Par Abderrazaq MIHAMOU (Maroc)

Un nom qui résonne avec une insistance particulière dans les travées des stades saoudiens et sur le continent africain : Yassine Bono. Le portier maroco-canadien, véritable muraille humaine, continue d’écrire l’une des plus belles pages de l’histoire du football arabe et mondial.

À 35 ans, celui que l’on surnomme affectueusement « Bono » semble avoir atteint une plénitude rare pour un gardien de but. Sa saison sous les couleurs d’Al-Hilal a été, une nouvelle fois, marquée du sceau de l’excellence. Artisan majeur du sacre du club en King’s Cup of Champions en mai dernier, il a prouvé que son départ d’Europe pour la Saudi Pro League n’était en rien une pré-retraite, mais bien un nouveau chapitre conquérant.

Un parcours forgé dans la résilience

Né à Montréal avant de rejoindre le Wydad de Casablanca, Bono a toujours dû se battre pour s’imposer. De ses débuts difficiles en Espagne avec la réserve de l’Atlético Madrid jusqu’à son explosion tardive mais fracassante au FC Séville, son parcours est une leçon de persévérance. Ses deux Ligues Europa remportées avec le club andalou et son prix Zamora (meilleur gardien de Liga en 2022) restent des jalons historiques pour un gardien africain.

Le héros national

Mais c’est sous la tunique des Lions de l’Atlas que Yassine Bono a acquis son statut d’icône éternelle.
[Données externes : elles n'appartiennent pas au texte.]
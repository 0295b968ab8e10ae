//! Weight tables and thresholds for the matching engine
//!
//! Every number the engine scores with is a named constant here. The
//! `Default` impls of the config structs reproduce these constants; tests and
//! the service can override any of them without touching the algorithms.

use crate::error::WeightsError;

// Urgency contribution to ticket priority
pub const URGENCY_CRITICAL: u32 = 40;
pub const URGENCY_HIGH: u32 = 30;
pub const URGENCY_MEDIUM: u32 = 20;
pub const URGENCY_OTHER: u32 = 10;

// Complexity contribution, keyed on estimated duration in minutes
pub const COMPLEXITY_LONG_MINUTES: u32 = 120;
pub const COMPLEXITY_EXTENDED_MINUTES: u32 = 60;
pub const COMPLEXITY_MODERATE_MINUTES: u32 = 30;
pub const COMPLEXITY_LONG: u32 = 25;
pub const COMPLEXITY_EXTENDED: u32 = 20;
pub const COMPLEXITY_MODERATE: u32 = 15;
pub const COMPLEXITY_SHORT: u32 = 10;

// Budget band contribution
pub const BUDGET_OVER_500: u32 = 35;
pub const BUDGET_200_TO_500: u32 = 25;
pub const BUDGET_100_TO_200: u32 = 15;
pub const BUDGET_50_TO_100: u32 = 10;
pub const BUDGET_OTHER: u32 = 5;

// Priority level cut-offs
pub const PRIORITY_CRITICAL_THRESHOLD: u32 = 85;
pub const PRIORITY_HIGH_THRESHOLD: u32 = 65;
pub const PRIORITY_MEDIUM_THRESHOLD: u32 = 45;

// Developer match composition
pub const SKILL_WEIGHT: f64 = 0.5;
pub const AVAILABILITY_WEIGHT: f64 = 0.3;
pub const RATING_WEIGHT: f64 = 0.2;

pub const AVAILABILITY_ONLINE: u32 = 100;
pub const AVAILABILITY_OFFLINE: u32 = 70;
pub const AVAILABILITY_UNAVAILABLE: u32 = 0;

pub const RATING_MULTIPLIER: f64 = 20.0;
pub const RATING_NEUTRAL: u32 = 50;

// Match quality cut-offs; FAIR is the ranker's filter threshold
pub const MATCH_EXCELLENT_THRESHOLD: u32 = 80;
pub const MATCH_GOOD_THRESHOLD: u32 = 60;
pub const MATCH_FAIR_THRESHOLD: u32 = 40;

pub const MAX_SCORE: u32 = 100;

#[derive(Debug, Clone, Copy, PartialEq, Eq)]
pub struct UrgencyWeights {
    pub critical: u32,
    pub high: u32,
    pub medium: u32,
    pub other: u32,
}

impl Default for UrgencyWeights {
    fn default() -> Self {
        Self {
            critical: URGENCY_CRITICAL,
            high: URGENCY_HIGH,
            medium: URGENCY_MEDIUM,
            other: URGENCY_OTHER,
        }
    }
}

#[derive(Debug, Clone, Copy, PartialEq, Eq)]
pub struct ComplexityWeights {
    pub long_minutes: u32,
    pub extended_minutes: u32,
    pub moderate_minutes: u32,
    pub long: u32,
    pub extended: u32,
    pub moderate: u32,
    pub short: u32,
}

impl Default for ComplexityWeights {
    fn default() -> Self {
        Self {
            long_minutes: COMPLEXITY_LONG_MINUTES,
            extended_minutes: COMPLEXITY_EXTENDED_MINUTES,
            moderate_minutes: COMPLEXITY_MODERATE_MINUTES,
            long: COMPLEXITY_LONG,
            extended: COMPLEXITY_EXTENDED,
            moderate: COMPLEXITY_MODERATE,
            short: COMPLEXITY_SHORT,
        }
    }
}

#[derive(Debug, Clone, Copy, PartialEq, Eq)]
pub struct BudgetWeights {
    pub over_500: u32,
    pub from_200_to_500: u32,
    pub from_100_to_200: u32,
    pub from_50_to_100: u32,
    pub other: u32,
}

impl Default for BudgetWeights {
    fn default() -> Self {
        Self {
            over_500: BUDGET_OVER_500,
            from_200_to_500: BUDGET_200_TO_500,
            from_100_to_200: BUDGET_100_TO_200,
            from_50_to_100: BUDGET_50_TO_100,
            other: BUDGET_OTHER,
        }
    }
}

/// Score cut-offs for the priority levels (inclusive lower bounds)
#[derive(Debug, Clone, Copy, PartialEq, Eq)]
pub struct PriorityThresholds {
    pub critical: u32,
    pub high: u32,
    pub medium: u32,
}

impl Default for PriorityThresholds {
    fn default() -> Self {
        Self {
            critical: PRIORITY_CRITICAL_THRESHOLD,
            high: PRIORITY_HIGH_THRESHOLD,
            medium: PRIORITY_MEDIUM_THRESHOLD,
        }
    }
}

/// Everything the ticket prioritizer scores with
#[derive(Debug, Clone, Copy, PartialEq, Eq, Default)]
pub struct PriorityWeights {
    pub urgency: UrgencyWeights,
    pub complexity: ComplexityWeights,
    pub budget: BudgetWeights,
    pub levels: PriorityThresholds,
}

/// Weights of the three sub-scores in a developer match
#[derive(Debug, Clone, Copy, PartialEq)]
pub struct MatchWeights {
    pub skills: f64,
    pub availability: f64,
    pub rating: f64,
}

impl MatchWeights {
    pub fn sum(&self) -> f64 {
        self.skills + self.availability + self.rating
    }
}

impl Default for MatchWeights {
    fn default() -> Self {
        Self {
            skills: SKILL_WEIGHT,
            availability: AVAILABILITY_WEIGHT,
            rating: RATING_WEIGHT,
        }
    }
}

#[derive(Debug, Clone, Copy, PartialEq, Eq)]
pub struct AvailabilityScores {
    pub online: u32,
    pub offline: u32,
    pub unavailable: u32,
}

impl Default for AvailabilityScores {
    fn default() -> Self {
        Self {
            online: AVAILABILITY_ONLINE,
            offline: AVAILABILITY_OFFLINE,
            unavailable: AVAILABILITY_UNAVAILABLE,
        }
    }
}

#[derive(Debug, Clone, Copy, PartialEq)]
pub struct RatingScale {
    /// Points per rating star.
    pub multiplier: f64,
    /// Score for a developer with no rating at all.
    pub neutral: u32,
}

impl Default for RatingScale {
    fn default() -> Self {
        Self {
            multiplier: RATING_MULTIPLIER,
            neutral: RATING_NEUTRAL,
        }
    }
}

/// Match score cut-offs (inclusive lower bounds)
#[derive(Debug, Clone, Copy, PartialEq, Eq)]
pub struct MatchThresholds {
    pub excellent: u32,
    pub good: u32,
    pub fair: u32,
}

impl Default for MatchThresholds {
    fn default() -> Self {
        Self {
            excellent: MATCH_EXCELLENT_THRESHOLD,
            good: MATCH_GOOD_THRESHOLD,
            fair: MATCH_FAIR_THRESHOLD,
        }
    }
}

/// Full engine configuration
#[derive(Debug, Clone, Copy, PartialEq, Default)]
pub struct EngineConfig {
    pub priority: PriorityWeights,
    pub matching: MatchWeights,
    pub availability: AvailabilityScores,
    pub rating: RatingScale,
    pub thresholds: MatchThresholds,
}

impl EngineConfig {
    /// Check that an overridden configuration is still coherent
    pub fn validate(&self) -> Result<(), WeightsError> {
        let weights = &self.matching;
        for (name, value) in [
            ("skills", weights.skills),
            ("availability", weights.availability),
            ("rating", weights.rating),
            ("rating multiplier", self.rating.multiplier),
        ] {
            if value < 0.0 {
                return Err(WeightsError::NegativeWeight(name));
            }
        }

        if (weights.sum() - 1.0).abs() > 1e-6 {
            return Err(WeightsError::WeightSum(weights.sum()));
        }

        let levels = &self.priority.levels;
        check_descending("priority level", &[levels.critical, levels.high, levels.medium])?;

        let quality = &self.thresholds;
        check_descending("match quality", &[quality.excellent, quality.good, quality.fair])?;

        for (name, value) in [
            ("excellent", quality.excellent),
            ("online availability", self.availability.online),
            ("offline availability", self.availability.offline),
            ("unavailable availability", self.availability.unavailable),
            ("neutral rating", self.rating.neutral),
        ] {
            if value > MAX_SCORE {
                return Err(WeightsError::ThresholdRange { name, value });
            }
        }

        Ok(())
    }
}

fn check_descending(kind: &'static str, values: &[u32]) -> Result<(), WeightsError> {
    if values.windows(2).all(|pair| pair[0] > pair[1]) {
        Ok(())
    } else {
        Err(WeightsError::ThresholdOrder {
            kind,
            values: values.to_vec(),
        })
    }
}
Depuis l’épopée mémorable au Qatar en 2022, où il avait écœuré les attaquants espagnols et portugais, Bono est devenu bien plus qu’un gardien : il est le symbole d’un Maroc qui gagne et qui ne tremble pas. En ce mois de juin 2026, ses récentes performances en éliminatoires confirment qu’il reste le pilier central sur lequel repose l’ambition nationale la dernière preuve est le dernier match contre le Brésil.

Un héritage en construction

Au-delà des statistiques impressionnantes  avec plus de 26 titularisations de haut vol cette saison  c’est l’influence de Bono sur le terrain qui frappe les esprits. Son calme olympien, ses réflexes toujours aussi vifs malgré les années, et son jeu au pied font de lui un modèle pour toute une génération de jeunes gardiens.
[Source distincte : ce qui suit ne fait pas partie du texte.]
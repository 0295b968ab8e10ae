use crate::core::weights::{PriorityThresholds, PriorityWeights};
use crate::models::{BudgetRange, PriorityLevel, Ticket, TicketPriorityScore, Urgency};

/// Scores tickets by urgency, complexity and budget
///
/// The score is the sum of three independent contributions:
///
/// ```text
/// priority = urgency      (critical 40, high 30, medium 20, else 10)
///          + complexity   (>=120 min 25, >=60 min 20, >=30 min 15, else 10)
///          + budget       ($500+ 35, $200-$500 25, $100-$200 15, $50-$100 10, else 5)
/// ```
///
/// With the default weights every ticket lands in 25..=100. Unknown or
/// missing values fall into the lowest bucket of their factor.
#[derive(Debug, Clone, Default)]
pub struct TicketPrioritizer {
    weights: PriorityWeights,
}

impl TicketPrioritizer {
    pub fn new(weights: PriorityWeights) -> Self {
        Self { weights }
    }

    pub fn weights(&self) -> &PriorityWeights {
        &self.weights
    }

    pub fn prioritize<'a>(&self, ticket: &'a Ticket) -> TicketPriorityScore<'a> {
        let priority_score = self.urgency_points(ticket.urgency)
            + self.complexity_points(ticket.estimated_duration_minutes)
            + self.budget_points(ticket.budget_range);

        TicketPriorityScore {
            ticket,
            priority_score,
            priority_level: priority_level(priority_score, &self.weights.levels),
        }
    }

    #[inline]
    pub fn urgency_points(&self, urgency: Urgency) -> u32 {
        let weights = &self.weights.urgency;
        match urgency {
            Urgency::Critical => weights.critical,
            Urgency::High => weights.high,
            Urgency::Medium => weights.medium,
            Urgency::Low | Urgency::Unknown => weights.other,
        }
    }

    #[inline]
    pub fn complexity_points(&self, estimated_minutes: u32) -> u32 {
        let weights = &self.weights.complexity;
        if estimated_minutes >= weights.long_minutes {
            weights.long
        } else if estimated_minutes >= weights.extended_minutes {
            weights.extended
        } else if estimated_minutes >= weights.moderate_minutes {
            weights.moderate
        } else {
            weights.short
        }
    }

    #[inline]
    pub fn budget_points(&self, budget: BudgetRange) -> u32 {
        let weights = &self.weights.budget;
        match budget {
            BudgetRange::Over500 => weights.over_500,
            BudgetRange::From200To500 => weights.from_200_to_500,
            BudgetRange::From100To200 => weights.from_100_to_200,
            BudgetRange::From50To100 => weights.from_50_to_100,
            BudgetRange::Under50 | BudgetRange::Unspecified => weights.other,
        }
    }
}

/// Map a priority score onto its level
pub fn priority_level(score: u32, thresholds: &PriorityThresholds) -> PriorityLevel {
    if score >= thresholds.critical {
        PriorityLevel::Critical
    } else if score >= thresholds.high {
        PriorityLevel::High
    } else if score >= thresholds.medium {
        PriorityLevel::Medium
    } else {
        PriorityLevel::Low
    }
}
Alors que les rumeurs de fin de carrière commencent doucement à poindre à l’horizon 2026, Yassine Bono répond sur le terrain par des arrêts « impossibles ». L’ange gardien n’a pas encore fini de déployer ses ailes, pour le plus grand bonheur des supporters d’Al-Hilal et de tout un peuple marocain qui voit en lui le meilleur gardien de son histoire.